-------- Provided data
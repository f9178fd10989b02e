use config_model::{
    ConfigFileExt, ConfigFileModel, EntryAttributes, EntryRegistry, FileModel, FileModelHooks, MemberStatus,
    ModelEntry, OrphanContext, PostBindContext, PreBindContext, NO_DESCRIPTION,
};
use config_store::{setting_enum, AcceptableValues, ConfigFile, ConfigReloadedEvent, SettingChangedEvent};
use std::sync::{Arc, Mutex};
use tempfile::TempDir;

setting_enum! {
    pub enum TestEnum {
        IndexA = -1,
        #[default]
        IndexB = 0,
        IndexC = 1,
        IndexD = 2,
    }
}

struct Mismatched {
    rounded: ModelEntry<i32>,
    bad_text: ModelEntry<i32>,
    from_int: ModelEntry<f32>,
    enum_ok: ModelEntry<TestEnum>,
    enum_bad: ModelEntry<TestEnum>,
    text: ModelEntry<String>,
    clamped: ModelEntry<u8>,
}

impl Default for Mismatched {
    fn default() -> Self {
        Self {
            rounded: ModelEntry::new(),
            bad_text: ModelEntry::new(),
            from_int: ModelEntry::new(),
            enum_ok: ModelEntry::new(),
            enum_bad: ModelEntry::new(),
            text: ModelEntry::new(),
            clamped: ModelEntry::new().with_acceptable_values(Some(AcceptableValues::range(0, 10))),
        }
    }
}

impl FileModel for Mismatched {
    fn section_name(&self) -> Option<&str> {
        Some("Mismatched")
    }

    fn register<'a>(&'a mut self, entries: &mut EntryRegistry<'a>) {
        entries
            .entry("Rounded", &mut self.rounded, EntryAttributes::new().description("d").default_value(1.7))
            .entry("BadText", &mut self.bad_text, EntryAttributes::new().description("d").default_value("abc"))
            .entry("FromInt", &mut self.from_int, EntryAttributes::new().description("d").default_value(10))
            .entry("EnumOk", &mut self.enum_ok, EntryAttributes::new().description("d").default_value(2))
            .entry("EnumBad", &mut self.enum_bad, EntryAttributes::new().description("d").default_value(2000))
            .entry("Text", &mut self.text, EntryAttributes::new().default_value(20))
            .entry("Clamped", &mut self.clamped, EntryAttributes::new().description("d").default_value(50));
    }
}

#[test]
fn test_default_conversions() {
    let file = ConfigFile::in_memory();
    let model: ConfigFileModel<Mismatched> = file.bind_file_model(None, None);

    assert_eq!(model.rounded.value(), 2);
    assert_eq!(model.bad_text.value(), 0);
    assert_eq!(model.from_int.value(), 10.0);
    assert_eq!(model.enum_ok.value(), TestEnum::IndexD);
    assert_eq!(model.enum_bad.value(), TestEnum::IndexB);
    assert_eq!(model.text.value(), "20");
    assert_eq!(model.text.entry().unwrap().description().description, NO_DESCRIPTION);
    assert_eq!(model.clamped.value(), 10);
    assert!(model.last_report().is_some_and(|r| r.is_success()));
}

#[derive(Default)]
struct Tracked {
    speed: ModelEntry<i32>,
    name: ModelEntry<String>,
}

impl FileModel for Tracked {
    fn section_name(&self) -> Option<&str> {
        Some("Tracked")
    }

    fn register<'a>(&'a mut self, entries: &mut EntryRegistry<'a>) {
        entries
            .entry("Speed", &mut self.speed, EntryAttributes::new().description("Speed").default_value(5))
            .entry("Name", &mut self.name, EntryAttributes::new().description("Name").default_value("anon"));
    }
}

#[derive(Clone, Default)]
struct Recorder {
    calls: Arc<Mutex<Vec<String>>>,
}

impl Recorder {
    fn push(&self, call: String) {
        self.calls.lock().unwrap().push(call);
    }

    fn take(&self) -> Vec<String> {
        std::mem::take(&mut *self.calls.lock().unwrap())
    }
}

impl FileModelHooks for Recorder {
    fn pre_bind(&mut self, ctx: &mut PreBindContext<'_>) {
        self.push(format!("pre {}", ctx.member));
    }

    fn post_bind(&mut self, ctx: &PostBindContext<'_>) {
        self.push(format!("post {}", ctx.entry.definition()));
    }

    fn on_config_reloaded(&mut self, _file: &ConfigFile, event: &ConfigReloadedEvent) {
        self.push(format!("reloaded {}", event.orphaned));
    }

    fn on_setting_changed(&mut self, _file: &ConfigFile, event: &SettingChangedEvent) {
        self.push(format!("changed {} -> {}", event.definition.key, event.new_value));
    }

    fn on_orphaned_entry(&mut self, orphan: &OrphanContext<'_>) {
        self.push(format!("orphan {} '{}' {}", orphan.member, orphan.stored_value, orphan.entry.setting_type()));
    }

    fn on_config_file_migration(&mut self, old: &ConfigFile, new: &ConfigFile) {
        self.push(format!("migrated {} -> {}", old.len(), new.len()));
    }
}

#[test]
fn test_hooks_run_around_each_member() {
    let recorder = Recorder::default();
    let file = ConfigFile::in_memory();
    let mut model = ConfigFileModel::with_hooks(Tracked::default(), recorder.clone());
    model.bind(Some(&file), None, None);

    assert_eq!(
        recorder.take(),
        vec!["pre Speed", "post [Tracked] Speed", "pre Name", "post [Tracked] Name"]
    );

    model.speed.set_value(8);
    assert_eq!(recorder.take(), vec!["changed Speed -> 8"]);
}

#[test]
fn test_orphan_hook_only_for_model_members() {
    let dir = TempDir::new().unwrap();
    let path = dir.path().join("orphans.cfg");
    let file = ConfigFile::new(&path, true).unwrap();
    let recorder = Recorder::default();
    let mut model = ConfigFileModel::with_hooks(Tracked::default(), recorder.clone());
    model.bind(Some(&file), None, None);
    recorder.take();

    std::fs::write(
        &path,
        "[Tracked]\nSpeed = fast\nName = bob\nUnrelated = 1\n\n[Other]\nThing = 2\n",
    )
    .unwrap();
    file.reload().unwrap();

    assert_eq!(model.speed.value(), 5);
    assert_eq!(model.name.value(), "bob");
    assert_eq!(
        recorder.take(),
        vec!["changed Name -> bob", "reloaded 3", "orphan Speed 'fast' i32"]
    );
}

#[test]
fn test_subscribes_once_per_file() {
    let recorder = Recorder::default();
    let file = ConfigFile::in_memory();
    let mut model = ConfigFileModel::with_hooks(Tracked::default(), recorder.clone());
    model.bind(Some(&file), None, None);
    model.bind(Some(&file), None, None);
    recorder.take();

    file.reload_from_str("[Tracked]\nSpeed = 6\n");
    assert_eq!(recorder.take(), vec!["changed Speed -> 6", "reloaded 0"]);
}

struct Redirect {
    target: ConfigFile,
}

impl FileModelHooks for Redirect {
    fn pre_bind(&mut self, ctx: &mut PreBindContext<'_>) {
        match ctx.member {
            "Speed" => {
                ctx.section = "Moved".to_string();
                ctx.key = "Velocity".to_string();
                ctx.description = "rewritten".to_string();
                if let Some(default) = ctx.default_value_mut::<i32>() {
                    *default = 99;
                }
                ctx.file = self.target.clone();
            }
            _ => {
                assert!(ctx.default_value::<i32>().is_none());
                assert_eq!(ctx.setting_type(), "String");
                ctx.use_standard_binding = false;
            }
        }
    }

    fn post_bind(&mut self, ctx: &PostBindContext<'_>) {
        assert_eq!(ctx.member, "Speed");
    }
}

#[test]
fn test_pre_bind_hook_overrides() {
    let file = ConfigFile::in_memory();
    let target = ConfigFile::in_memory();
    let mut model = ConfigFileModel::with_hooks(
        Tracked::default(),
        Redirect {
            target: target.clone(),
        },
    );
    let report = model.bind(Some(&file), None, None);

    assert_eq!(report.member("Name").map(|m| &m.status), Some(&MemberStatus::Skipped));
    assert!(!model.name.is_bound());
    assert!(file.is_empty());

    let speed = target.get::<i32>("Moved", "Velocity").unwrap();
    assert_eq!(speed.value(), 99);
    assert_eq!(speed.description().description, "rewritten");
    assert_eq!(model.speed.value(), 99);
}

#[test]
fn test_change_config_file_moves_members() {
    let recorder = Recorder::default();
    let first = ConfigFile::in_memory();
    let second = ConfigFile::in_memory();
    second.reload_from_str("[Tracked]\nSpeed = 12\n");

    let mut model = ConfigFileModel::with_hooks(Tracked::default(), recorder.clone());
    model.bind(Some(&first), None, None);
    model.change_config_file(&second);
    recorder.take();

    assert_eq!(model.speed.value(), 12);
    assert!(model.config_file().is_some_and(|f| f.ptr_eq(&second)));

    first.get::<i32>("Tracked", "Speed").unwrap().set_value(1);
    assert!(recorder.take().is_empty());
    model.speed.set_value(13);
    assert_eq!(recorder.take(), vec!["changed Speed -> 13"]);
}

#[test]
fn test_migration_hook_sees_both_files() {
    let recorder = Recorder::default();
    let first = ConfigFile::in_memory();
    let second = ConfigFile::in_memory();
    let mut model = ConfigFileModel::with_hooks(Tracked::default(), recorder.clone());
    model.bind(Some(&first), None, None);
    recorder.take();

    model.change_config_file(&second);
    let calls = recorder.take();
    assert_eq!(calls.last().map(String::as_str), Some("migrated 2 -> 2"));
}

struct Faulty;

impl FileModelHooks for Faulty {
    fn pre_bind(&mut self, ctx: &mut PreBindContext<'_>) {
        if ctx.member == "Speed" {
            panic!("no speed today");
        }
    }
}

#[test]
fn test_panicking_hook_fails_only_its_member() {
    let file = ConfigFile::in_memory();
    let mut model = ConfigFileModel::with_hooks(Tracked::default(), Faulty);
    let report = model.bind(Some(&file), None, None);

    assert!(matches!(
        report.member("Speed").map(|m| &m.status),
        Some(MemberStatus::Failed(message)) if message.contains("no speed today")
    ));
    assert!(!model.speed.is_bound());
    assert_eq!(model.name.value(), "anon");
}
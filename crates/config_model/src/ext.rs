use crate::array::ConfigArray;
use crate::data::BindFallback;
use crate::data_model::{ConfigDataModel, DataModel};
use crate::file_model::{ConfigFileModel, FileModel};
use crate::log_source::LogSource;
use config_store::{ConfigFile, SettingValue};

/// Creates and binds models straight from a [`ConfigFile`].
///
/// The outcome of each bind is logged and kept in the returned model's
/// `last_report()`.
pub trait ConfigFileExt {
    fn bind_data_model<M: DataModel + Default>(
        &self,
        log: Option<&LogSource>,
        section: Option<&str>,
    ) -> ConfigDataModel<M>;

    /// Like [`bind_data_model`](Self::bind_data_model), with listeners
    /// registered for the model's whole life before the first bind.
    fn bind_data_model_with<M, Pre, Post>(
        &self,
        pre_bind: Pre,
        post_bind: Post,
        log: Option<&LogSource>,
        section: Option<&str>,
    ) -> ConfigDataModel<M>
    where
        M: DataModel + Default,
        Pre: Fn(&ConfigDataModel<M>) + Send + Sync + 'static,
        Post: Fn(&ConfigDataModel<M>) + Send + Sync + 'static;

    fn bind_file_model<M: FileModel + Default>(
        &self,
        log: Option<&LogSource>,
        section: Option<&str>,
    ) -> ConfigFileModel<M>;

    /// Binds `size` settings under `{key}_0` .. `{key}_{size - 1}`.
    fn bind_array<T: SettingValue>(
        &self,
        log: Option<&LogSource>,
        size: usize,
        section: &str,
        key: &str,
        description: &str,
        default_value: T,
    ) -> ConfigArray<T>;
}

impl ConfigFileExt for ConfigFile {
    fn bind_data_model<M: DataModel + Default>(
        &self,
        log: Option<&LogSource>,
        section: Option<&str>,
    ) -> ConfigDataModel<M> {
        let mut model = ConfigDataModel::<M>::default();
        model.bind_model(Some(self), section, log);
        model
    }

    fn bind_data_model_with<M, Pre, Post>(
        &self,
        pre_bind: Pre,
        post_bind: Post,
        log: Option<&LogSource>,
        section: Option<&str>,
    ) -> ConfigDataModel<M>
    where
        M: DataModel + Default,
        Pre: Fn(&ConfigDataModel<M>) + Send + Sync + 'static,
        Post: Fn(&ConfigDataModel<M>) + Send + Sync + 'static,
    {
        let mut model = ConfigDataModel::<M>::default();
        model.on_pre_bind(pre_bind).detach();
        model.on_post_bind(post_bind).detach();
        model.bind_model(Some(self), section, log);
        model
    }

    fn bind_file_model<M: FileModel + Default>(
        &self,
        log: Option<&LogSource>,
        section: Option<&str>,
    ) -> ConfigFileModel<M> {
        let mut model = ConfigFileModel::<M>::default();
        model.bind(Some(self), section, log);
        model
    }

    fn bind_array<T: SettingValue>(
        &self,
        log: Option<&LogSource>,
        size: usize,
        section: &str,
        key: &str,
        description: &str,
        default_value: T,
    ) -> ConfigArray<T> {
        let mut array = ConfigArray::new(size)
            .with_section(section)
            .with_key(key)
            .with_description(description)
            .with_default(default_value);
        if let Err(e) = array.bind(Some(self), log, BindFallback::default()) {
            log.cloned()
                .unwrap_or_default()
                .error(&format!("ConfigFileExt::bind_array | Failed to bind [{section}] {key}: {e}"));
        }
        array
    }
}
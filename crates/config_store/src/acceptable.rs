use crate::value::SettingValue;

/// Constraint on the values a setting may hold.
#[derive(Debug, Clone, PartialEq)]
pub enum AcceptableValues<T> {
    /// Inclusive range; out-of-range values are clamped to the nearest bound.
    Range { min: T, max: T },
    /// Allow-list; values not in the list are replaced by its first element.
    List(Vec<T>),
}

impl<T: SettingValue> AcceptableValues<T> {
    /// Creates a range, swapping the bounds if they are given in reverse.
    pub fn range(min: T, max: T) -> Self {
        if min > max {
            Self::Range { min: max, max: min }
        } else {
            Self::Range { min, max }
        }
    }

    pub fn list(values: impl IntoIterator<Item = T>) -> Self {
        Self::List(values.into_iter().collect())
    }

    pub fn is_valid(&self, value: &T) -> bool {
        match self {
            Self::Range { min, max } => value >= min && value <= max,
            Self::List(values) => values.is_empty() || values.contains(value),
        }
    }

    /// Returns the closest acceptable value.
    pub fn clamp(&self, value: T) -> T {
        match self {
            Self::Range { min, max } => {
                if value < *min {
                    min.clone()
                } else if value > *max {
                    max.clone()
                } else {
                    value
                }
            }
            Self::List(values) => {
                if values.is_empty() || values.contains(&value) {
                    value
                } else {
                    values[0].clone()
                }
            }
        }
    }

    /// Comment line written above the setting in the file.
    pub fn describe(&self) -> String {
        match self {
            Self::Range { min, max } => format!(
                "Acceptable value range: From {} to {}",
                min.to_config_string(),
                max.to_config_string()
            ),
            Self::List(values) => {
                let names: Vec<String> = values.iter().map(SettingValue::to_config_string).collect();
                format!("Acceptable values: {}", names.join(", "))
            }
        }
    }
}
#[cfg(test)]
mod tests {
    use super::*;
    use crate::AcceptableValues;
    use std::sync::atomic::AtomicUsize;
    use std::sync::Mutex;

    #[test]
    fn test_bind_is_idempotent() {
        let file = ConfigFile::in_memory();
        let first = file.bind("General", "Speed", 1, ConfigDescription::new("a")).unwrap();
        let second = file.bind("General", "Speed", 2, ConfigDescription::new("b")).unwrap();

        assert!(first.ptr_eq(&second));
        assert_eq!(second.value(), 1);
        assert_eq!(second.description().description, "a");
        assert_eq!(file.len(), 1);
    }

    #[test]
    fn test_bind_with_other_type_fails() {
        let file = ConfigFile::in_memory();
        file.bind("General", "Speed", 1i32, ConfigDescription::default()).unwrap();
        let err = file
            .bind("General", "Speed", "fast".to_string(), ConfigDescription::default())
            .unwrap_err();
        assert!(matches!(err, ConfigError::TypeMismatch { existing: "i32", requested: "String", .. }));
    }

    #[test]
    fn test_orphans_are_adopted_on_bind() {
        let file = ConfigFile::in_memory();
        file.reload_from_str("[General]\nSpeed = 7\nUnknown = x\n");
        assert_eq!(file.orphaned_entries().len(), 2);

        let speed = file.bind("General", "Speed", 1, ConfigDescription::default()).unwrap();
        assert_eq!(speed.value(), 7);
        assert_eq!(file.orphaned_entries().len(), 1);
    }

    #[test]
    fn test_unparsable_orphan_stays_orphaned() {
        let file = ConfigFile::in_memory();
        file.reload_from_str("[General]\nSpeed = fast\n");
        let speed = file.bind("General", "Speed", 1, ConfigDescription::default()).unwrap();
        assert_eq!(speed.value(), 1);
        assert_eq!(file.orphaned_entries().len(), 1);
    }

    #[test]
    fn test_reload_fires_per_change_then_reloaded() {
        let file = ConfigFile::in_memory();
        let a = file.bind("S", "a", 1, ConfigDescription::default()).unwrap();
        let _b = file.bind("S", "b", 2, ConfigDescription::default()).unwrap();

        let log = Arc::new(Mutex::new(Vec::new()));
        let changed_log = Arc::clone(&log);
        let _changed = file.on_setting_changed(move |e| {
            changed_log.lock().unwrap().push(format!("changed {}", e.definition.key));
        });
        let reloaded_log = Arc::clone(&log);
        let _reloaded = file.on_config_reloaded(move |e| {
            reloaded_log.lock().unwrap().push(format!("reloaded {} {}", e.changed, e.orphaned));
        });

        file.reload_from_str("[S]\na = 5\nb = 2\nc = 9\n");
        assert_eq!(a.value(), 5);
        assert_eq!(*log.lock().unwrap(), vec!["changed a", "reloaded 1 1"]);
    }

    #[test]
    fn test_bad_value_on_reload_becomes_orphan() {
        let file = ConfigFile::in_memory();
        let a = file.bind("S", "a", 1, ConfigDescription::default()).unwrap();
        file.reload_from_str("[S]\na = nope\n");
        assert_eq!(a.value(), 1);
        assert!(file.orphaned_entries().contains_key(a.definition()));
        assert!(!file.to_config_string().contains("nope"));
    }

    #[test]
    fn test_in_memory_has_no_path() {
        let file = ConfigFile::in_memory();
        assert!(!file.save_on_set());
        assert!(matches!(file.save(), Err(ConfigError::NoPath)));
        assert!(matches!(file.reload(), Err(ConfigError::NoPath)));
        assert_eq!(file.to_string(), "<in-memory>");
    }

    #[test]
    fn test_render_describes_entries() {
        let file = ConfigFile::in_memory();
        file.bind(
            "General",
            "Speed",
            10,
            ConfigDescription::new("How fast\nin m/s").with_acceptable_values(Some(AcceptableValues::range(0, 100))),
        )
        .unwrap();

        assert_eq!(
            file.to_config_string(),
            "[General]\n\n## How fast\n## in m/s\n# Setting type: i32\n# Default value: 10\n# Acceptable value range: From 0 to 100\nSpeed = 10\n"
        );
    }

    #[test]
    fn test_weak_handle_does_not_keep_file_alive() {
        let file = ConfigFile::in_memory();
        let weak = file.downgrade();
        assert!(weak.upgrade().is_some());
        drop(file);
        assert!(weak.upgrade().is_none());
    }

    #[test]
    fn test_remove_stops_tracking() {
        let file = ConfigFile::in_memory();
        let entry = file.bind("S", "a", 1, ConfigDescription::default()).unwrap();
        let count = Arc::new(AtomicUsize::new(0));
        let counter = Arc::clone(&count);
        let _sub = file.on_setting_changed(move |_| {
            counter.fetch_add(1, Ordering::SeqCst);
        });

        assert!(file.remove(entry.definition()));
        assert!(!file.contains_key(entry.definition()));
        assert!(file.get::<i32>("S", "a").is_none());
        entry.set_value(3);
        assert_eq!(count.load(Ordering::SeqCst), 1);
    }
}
----------------
## The problem:
Show a copy of each line from the records above in which the string "SeqCst" occurs.

## Final answer:
            counter.fetch_add(1, Ordering::SeqCst);
        assert_eq!(count.load(Ordering::SeqCst), 1);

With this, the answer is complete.